Careful analyses of the data is necessary when trying to extrapolate impacts across the CCZ quantitatively and to understand how ecosystem functioning is affected and over which distances this is important. For example, total biomass shows a general correlation with nodule abundance in the CCZ, but is also influenced by the existing gradients in food supply (i.e. organic carbon flux to the seafloor) over large geographic distances from N to S and E to W. What are the dominant and the key species? How does the food web look like? Many  of the collected species were found in very distant working areas, but over which spatial and temporal scales are they connected? Following the cruises which were finalised in October 2015, scientists are processing the samples and evaluating the collected data on-shore in the participating institutes. Afterward scientific data and results will be stored in public world-wide databases and will also be made available to the Legal and Technical Commission of the International Seabed Authority to facilitate implementation into regulations.
 
The scientists are now analysing the data with regard to different types and levels of disturbance. The effects on community composition and diversity, as well as different types of ecosystem functions will be evaluated and compared between the investigated areas. The first observations show that a recolonization of the disturbed areas takes longer than presumed and will differ to its previous status.  The absence of the hard substrate will not allow the sessile fauna to recolonize. 

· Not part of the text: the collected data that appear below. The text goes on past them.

use std::sync::Arc;

use axum::{
    Router,
    extract::DefaultBodyLimit,
    routing::{get, post},
};

use crate::config::ApiConfig;
use crate::db::MarketStorage;
use crate::handlers::{amazon, auth, health, noon, upload};
use crate::service::authenticator::TokenAuthenticator;
use crate::service::pagination::PageLimits;
use crate::service::uploader::BulkUploader;

#[derive(Clone)]
pub struct MarketState {
    pub storage: MarketStorage,
    pub authenticator: TokenAuthenticator,
    pub uploader: BulkUploader,
    pub api: Arc<ApiConfig>,
}

impl MarketState {
    pub fn new(storage: MarketStorage, api: ApiConfig) -> Self {
        Self {
            authenticator: TokenAuthenticator::new(storage.clone(), api.token_ttl_secs),
            uploader: BulkUploader::new(storage.clone()),
            storage,
            api: Arc::new(api),
        }
    }

    pub fn page_limits(&self) -> PageLimits {
        PageLimits {
            default_size: self.api.default_page_size,
            max_size: self.api.max_page_size,
        }
    }

    /// Noon inventory pages are larger by default.
    pub fn inventory_limits(&self) -> PageLimits {
        PageLimits {
            default_size: self.api.inventory_page_size,
            max_size: self.api.max_page_size,
        }
    }
}

pub fn market_router(state: MarketState) -> Router {
    let amazon_routes = Router::new()
        .route("/catalog/items", get(amazon::list_catalog_items))
        .route("/catalog/items/{asin}", get(amazon::get_catalog_item))
        .route("/orders", get(amazon::list_orders))
        .route("/orders/{amazon_order_id}", get(amazon::get_order))
        .route("/orders/{amazon_order_id}/items", get(amazon::list_order_items))
        .route("/fba/inventory", get(amazon::list_inventory));

    let noon_routes = Router::new()
        .route("/products", get(noon::list_products))
        .route("/products/{noon_sku}", get(noon::get_product))
        .route("/orders", get(noon::list_orders))
        .route("/orders/status-update", post(noon::update_order_status))
        .route("/orders/{order_nr}", get(noon::get_order))
        .route("/inventory", get(noon::list_inventory))
        .route("/inventory/update", post(noon::update_inventory));

    let upload_routes = Router::new()
        .route("/amazon", post(upload::upload_amazon))
        .route("/noon", post(upload::upload_noon))
        .route("/clear-db", post(upload::clear_db))
        .layer(DefaultBodyLimit::max(state.api.upload_limit_bytes));

    let api = Router::new()
        .route("/auth/token", post(auth::issue_token_handler))
        .nest("/amazon-ae", amazon_routes)
        .nest("/noon-ae", noon_routes)
        .nest("/upload", upload_routes);

    Router::new()
        .route("/health", get(health::health_handler))
        .nest("/api", api)
        .with_state(state)
}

In this context it should be noted that commercial nodule mining will differ greatly from these scientific experiments by disturbing continuous areas many times larger in size (200-250 km2 per company per year).
 

The pilot action ‘Ecological aspects of deep-sea mining’ was initiated by the German Federal Ministry of Education and Research (BMBF) which provided 118 days of ship time for onsite research in the Pacific on the RV SONNE. The project started in January 2015 and will run for 36 months.  The funding of approximately €9.5m was brought together by Belgium, France, Germany, Italy, the Netherlands, Norway, Poland, Portugal, Romania, Sweden and the UK. The project is coordinated by Dr. Matthias Haeckel of the GEOMAR Helmholtz Centre for Ocean Research Kiel.